■ Work order ■
Examine the data line by line and report how many lines include the word "listener", with no additional output.

(Dataset entries)
***

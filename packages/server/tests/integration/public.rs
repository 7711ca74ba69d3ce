use serde_json::json;

use crate::common::{Fixture, TestApp, routes};

/// Group A: Bina 450, Anu 420, Chandan 400. Group B: Esha 300, Farhan 200.
async fn seed_results(app: &TestApp, token: &str) -> Fixture {
    let fx = app.fixture(token).await;
    let candidates = [
        ("Anu", 7, "r1", [90, 90, 80, 80, 80]),
        ("Bina", 7, "R2", [90, 90, 90, 90, 90]),
        ("Chandan", 8, "R3", [80, 80, 80, 80, 80]),
        ("Esha", 10, "R4", [60, 60, 60, 60, 60]),
        ("Farhan", 11, "R5", [40, 40, 40, 40, 40]),
    ];
    for (name, class, roll, scores) in candidates {
        let reg = app.register(&fx, name, class, roll).await;
        app.enter_result(token, reg, scores).await;
    }
    fx
}

mod refs {
    use super::*;

    #[tokio::test]
    async fn only_active_reference_data_is_listed() {
        let app = TestApp::spawn().await;
        let token = app.admin_token().await;
        let fx = app.fixture(&token).await;
        let hidden = app.create_district(&token, "Barpeta").await;
        let res = app
            .patch_with_token(
                &routes::district(hidden),
                &json!({"status": "inactive"}),
                &token,
            )
            .await;
        assert_eq!(res.status, 200, "{}", res.text);

        let res = app.get_without_token(routes::PUBLIC_DISTRICTS).await;
        assert_eq!(res.status, 200, "{}", res.text);
        let districts = res.body.as_array().unwrap();
        assert_eq!(districts.len(), 1);
        assert_eq!(districts[0]["id"], fx.district_id);

        let res = app
            .get_without_token(&format!(
                "{}?district_id={}",
                routes::PUBLIC_SCHOOLS,
                fx.district_id
            ))
            .await;
        assert_eq!(res.status, 200, "{}", res.text);
        assert_eq!(res.body[0]["name"], "Cotton School");
    }

    #[tokio::test]
    async fn active_exam_year_is_the_newest_active_one() {
        let app = TestApp::spawn().await;
        let token = app.admin_token().await;

        let res = app.get_without_token(routes::PUBLIC_ACTIVE_YEAR).await;
        assert_eq!(res.status, 404);

        app.create_exam_year(&token, 2024).await;
        let newest = app.create_exam_year(&token, 2025).await;
        let res = app
            .patch_with_token(
                &routes::exam_year(newest),
                &json!({"status": "archived"}),
                &token,
            )
            .await;
        assert_eq!(res.status, 200, "{}", res.text);

        let res = app.get_without_token(routes::PUBLIC_ACTIVE_YEAR).await;
        assert_eq!(res.status, 200, "{}", res.text);
        assert_eq!(res.body["year"], 2024);

        let res = app.get_without_token(routes::PUBLIC_EXAM_YEARS).await;
        assert_eq!(res.body.as_array().unwrap().len(), 2);
    }
}

mod top_by_group {
    use super::*;

    #[tokio::test]
    async fn groups_appear_in_display_order() {
        let app = TestApp::spawn().await;
        let token = app.admin_token().await;
        let fx = seed_results(&app, &token).await;

        let res = app
            .get_without_token(&format!("{}?year={}", routes::TOP_BY_GROUP, fx.year))
            .await;

        assert_eq!(res.status, 200, "{}", res.text);
        assert_eq!(res.body["year"], fx.year);
        let groups = res.body["groups"].as_array().unwrap();
        assert_eq!(groups.len(), 2);
        assert_eq!(groups[0]["group"], "A");
        assert_eq!(groups[0]["toppers"][0]["full_name"], "Bina");
        assert_eq!(groups[0]["toppers"].as_array().unwrap().len(), 3);
        assert_eq!(groups[1]["group"], "B");
        assert_eq!(groups[1]["toppers"][1]["full_name"], "Farhan");
    }

    #[tokio::test]
    async fn year_without_results_reports_not_published() {
        let app = TestApp::spawn().await;
        let token = app.admin_token().await;
        let fx = app.fixture(&token).await;

        let res = app
            .get_without_token(&format!("{}?year={}", routes::TOP_BY_GROUP, fx.year))
            .await;

        assert_eq!(res.status, 404);
        assert_eq!(res.body["code"], "NO_RESULTS");
    }

    #[tokio::test]
    async fn unknown_year_is_not_found() {
        let app = TestApp::spawn().await;

        let res = app
            .get_without_token(&format!("{}?year=2099", routes::TOP_BY_GROUP))
            .await;

        assert_eq!(res.status, 404);
        assert_eq!(res.body["code"], "NOT_FOUND");
    }
}

mod by_school {
    use super::*;

    #[tokio::test]
    async fn school_is_found_by_names_case_insensitively() {
        let app = TestApp::spawn().await;
        let token = app.admin_token().await;
        let fx = seed_results(&app, &token).await;

        let res = app
            .get_without_token(&format!(
                "{}?year={}&district=kamrup&school=COTTON%20SCHOOL",
                routes::BY_SCHOOL,
                fx.year
            ))
            .await;

        assert_eq!(res.status, 200, "{}", res.text);
        assert_eq!(res.body["school_id"], fx.school_id);
        assert_eq!(res.body["district_name"], "Kamrup");
        let results = res.body["results"].as_array().unwrap();
        assert_eq!(results.len(), 5);
        assert_eq!(results[0]["full_name"], "Bina");
        assert_eq!(results[4]["result_status"], "FAIL");
    }

    #[tokio::test]
    async fn school_without_results_is_an_empty_list() {
        let app = TestApp::spawn().await;
        let token = app.admin_token().await;
        let fx = app.fixture(&token).await;

        let res = app
            .get_without_token(&format!(
                "{}?year={}&school_id={}",
                routes::BY_SCHOOL,
                fx.year,
                fx.school_id
            ))
            .await;

        assert_eq!(res.status, 200, "{}", res.text);
        assert!(res.body["results"].as_array().unwrap().is_empty());
    }

    #[tokio::test]
    async fn school_must_be_identified() {
        let app = TestApp::spawn().await;
        let token = app.admin_token().await;
        let fx = app.fixture(&token).await;

        let res = app
            .get_without_token(&format!("{}?year={}&district=Kamrup", routes::BY_SCHOOL, fx.year))
            .await;

        assert_eq!(res.status, 400);
    }
}

mod lookup {
    use super::*;

    #[tokio::test]
    async fn lookup_returns_result_with_exam_wide_rank() {
        let app = TestApp::spawn().await;
        let token = app.admin_token().await;
        let fx = seed_results(&app, &token).await;

        let res = app
            .get_without_token(&format!(
                "{}?year={}&district=Kamrup&school=Cotton%20School&roll_no=R1",
                routes::LOOKUP,
                fx.year
            ))
            .await;

        assert_eq!(res.status, 200, "{}", res.text);
        assert_eq!(res.body["full_name"], "Anu");
        assert_eq!(res.body["rank_global"], 2);
        assert_eq!(res.body["total"], 420);
        assert_eq!(res.body["result_status"], "PASS");
        assert_eq!(res.body["medium"], "English");
        assert_eq!(res.body["scores"]["mathematics"], 80);
    }

    #[tokio::test]
    async fn unknown_roll_number_is_not_found() {
        let app = TestApp::spawn().await;
        let token = app.admin_token().await;
        let fx = seed_results(&app, &token).await;

        let res = app
            .get_without_token(&format!(
                "{}?year={}&district=Kamrup&school=Cotton%20School&roll_no=R99",
                routes::LOOKUP,
                fx.year
            ))
            .await;

        assert_eq!(res.status, 404);
        assert_eq!(res.body["code"], "NOT_FOUND");
    }

    #[tokio::test]
    async fn registered_candidate_without_result_is_not_published() {
        let app = TestApp::spawn().await;
        let token = app.admin_token().await;
        let fx = app.fixture(&token).await;
        app.register(&fx, "Anu", 7, "R1").await;

        let res = app
            .get_without_token(&format!(
                "{}?year={}&district=Kamrup&school=Cotton%20School&roll_no=R1",
                routes::LOOKUP,
                fx.year
            ))
            .await;

        assert_eq!(res.status, 404);
        assert_eq!(res.body["code"], "NO_RESULTS");
    }

    #[tokio::test]
    async fn lookups_are_rate_limited_per_client() {
        let app = TestApp::spawn_with(|config| config.rate_limit.public_requests = 1).await;
        let token = app.admin_token().await;
        let fx = app.fixture(&token).await;
        let path = format!(
            "{}?year={}&district=Kamrup&school=Cotton%20School&roll_no=R1",
            routes::LOOKUP,
            fx.year
        );

        let first = app.get_from_ip(&path, "10.0.0.1").await;
        assert_eq!(first.status, 404);
        let second = app.get_from_ip(&path, "10.0.0.1").await;
        assert_eq!(second.status, 429);
        assert!(second.retry_after.is_some());

        let other_client = app.get_from_ip(&path, "10.0.0.2").await;
        assert_eq!(other_client.status, 404);
    }

    #[tokio::test]
    async fn new_clients_are_refused_once_limiter_is_full() {
        let app = TestApp::spawn_with(|config| config.rate_limit.max_tracked_clients = 2).await;
        let token = app.admin_token().await;
        let fx = app.fixture(&token).await;
        let path = format!(
            "{}?year={}&district=Kamrup&school=Cotton%20School&roll_no=R1",
            routes::LOOKUP,
            fx.year
        );

        assert_eq!(app.get_from_ip(&path, "10.0.0.1").await.status, 404);
        assert_eq!(app.get_from_ip(&path, "10.0.0.2").await.status, 404);
        let spoofed = app.get_from_ip(&path, "10.0.0.3").await;
        assert_eq!(spoofed.status, 429);
        assert_eq!(spoofed.body["code"], "RATE_LIMITED");

        assert_eq!(app.get_from_ip(&path, "10.0.0.1").await.status, 404);
        assert_eq!(app.rate_limiter.len(), 2);
    }
}

mod hall_of_fame {
    use super::*;

    #[tokio::test]
    async fn hall_of_fame_lists_year_toppers() {
        let app = TestApp::spawn().await;
        let token = app.admin_token().await;
        let fx = seed_results(&app, &token).await;

        let res = app
            .get_without_token(&format!("{}?year={}", routes::HALL_OF_FAME, fx.year))
            .await;

        assert_eq!(res.status, 200, "{}", res.text);
        let toppers = res.body["toppers"].as_array().unwrap();
        assert_eq!(toppers.len(), 3);
        assert_eq!(toppers[0]["full_name"], "Bina");
        assert_eq!(toppers[0]["rank_global"], 1);
    }

    #[tokio::test]
    async fn group_filter_keeps_exam_wide_ranks() {
        let app = TestApp::spawn().await;
        let token = app.admin_token().await;
        let fx = seed_results(&app, &token).await;

        let res = app
            .get_without_token(&format!("{}?year={}&group=b", routes::HALL_OF_FAME, fx.year))
            .await;

        assert_eq!(res.status, 200, "{}", res.text);
        assert_eq!(res.body["group"], "B");
        assert_eq!(res.body["toppers"][0]["full_name"], "Esha");
        assert_eq!(res.body["toppers"][0]["rank_global"], 4);
    }

    #[tokio::test]
    async fn empty_year_is_an_empty_list() {
        let app = TestApp::spawn().await;
        let token = app.admin_token().await;
        let fx = app.fixture(&token).await;

        let res = app
            .get_without_token(&format!("{}?year={}", routes::HALL_OF_FAME, fx.year))
            .await;

        assert_eq!(res.status, 200, "{}", res.text);
        assert!(res.body["toppers"].as_array().unwrap().is_empty());
    }
}
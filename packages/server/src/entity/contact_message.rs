use sea_orm::entity::prelude::*;
use serde::{Deserialize, Serialize};

#[sea_orm::model]
#[derive(Clone, Debug, PartialEq, Eq, DeriveEntityModel, Serialize, Deserialize)]
#[sea_orm(table_name = "contact_message")]
pub struct Model {
    #[sea_orm(primary_key)]
    pub id: i32,

    pub name: String,
    pub email: String,
    pub subject: String,
    #[sea_orm(column_type = "Text")]
    pub message: String,

    pub created_at: DateTimeUtc,
}

impl ActiveModelBehavior for ActiveModel {}
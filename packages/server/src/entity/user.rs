use sea_orm::entity::prelude::*;
use serde::{Deserialize, Serialize};

#[sea_orm::model]
#[derive(Clone, Debug, PartialEq, Eq, DeriveEntityModel, Serialize, Deserialize)]
#[sea_orm(table_name = "user")]
pub struct Model {
    #[sea_orm(primary_key)]
    pub id: i32,

    #[sea_orm(unique)]
    pub username: String,
    /// Argon2 PHC string.
    #[serde(skip_serializing)]
    pub password: String,

    pub role: String,
    #[sea_orm(belongs_to, from = "role", to = "name")]
    pub role_ref: HasOne<super::role::Entity>,

    pub created_at: DateTimeUtc,
}

impl ActiveModelBehavior for ActiveModel {}
use std::net::SocketAddr;
use std::sync::Arc;
use std::time::Duration;

use anyhow::Context;
use tracing::info;
use tracing_subscriber::EnvFilter;

use exam_server::config::AppConfig;
use exam_server::state::AppState;
use exam_server::utils::rate_limit::{RateLimiter, spawn_sweep_task};
use exam_server::{build_router, database, seed};

#[tokio::main]
async fn main() -> anyhow::Result<()> {
    tracing_subscriber::fmt()
        .with_env_filter(EnvFilter::try_from_default_env().unwrap_or_else(|_| EnvFilter::new("info")))
        .init();

    let config = AppConfig::load().context("Failed to load configuration")?;

    let db = database::init_db(&config.database)
        .await
        .context("Failed to connect to database")?;
    seed::seed_role_permissions(&db).await?;
    seed::seed_bootstrap_admin(&db, &config.auth.bootstrap_admin).await?;
    seed::ensure_indexes(&db).await?;

    let rate_limiter = Arc::new(RateLimiter::new(
        Duration::from_secs(config.rate_limit.window_secs),
        config.rate_limit.max_tracked_clients,
    ));
    spawn_sweep_task(
        rate_limiter.clone(),
        Duration::from_secs(config.rate_limit.sweep_interval_secs),
    );

    let addr: SocketAddr = format!("{}:{}", config.server.host, config.server.port)
        .parse()
        .context("Invalid server.host/server.port")?;

    let state = AppState {
        db,
        config: Arc::new(config),
        rate_limiter,
    };
    let app = build_router(state);

    info!("Server running at http://{}", addr);
    info!("API docs at http://{}/swagger-ui and http://{}/scalar", addr, addr);

    let listener = tokio::net::TcpListener::bind(addr).await?;
    axum::serve(listener, app).await?;

    Ok(())
}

***

■ Response ■
2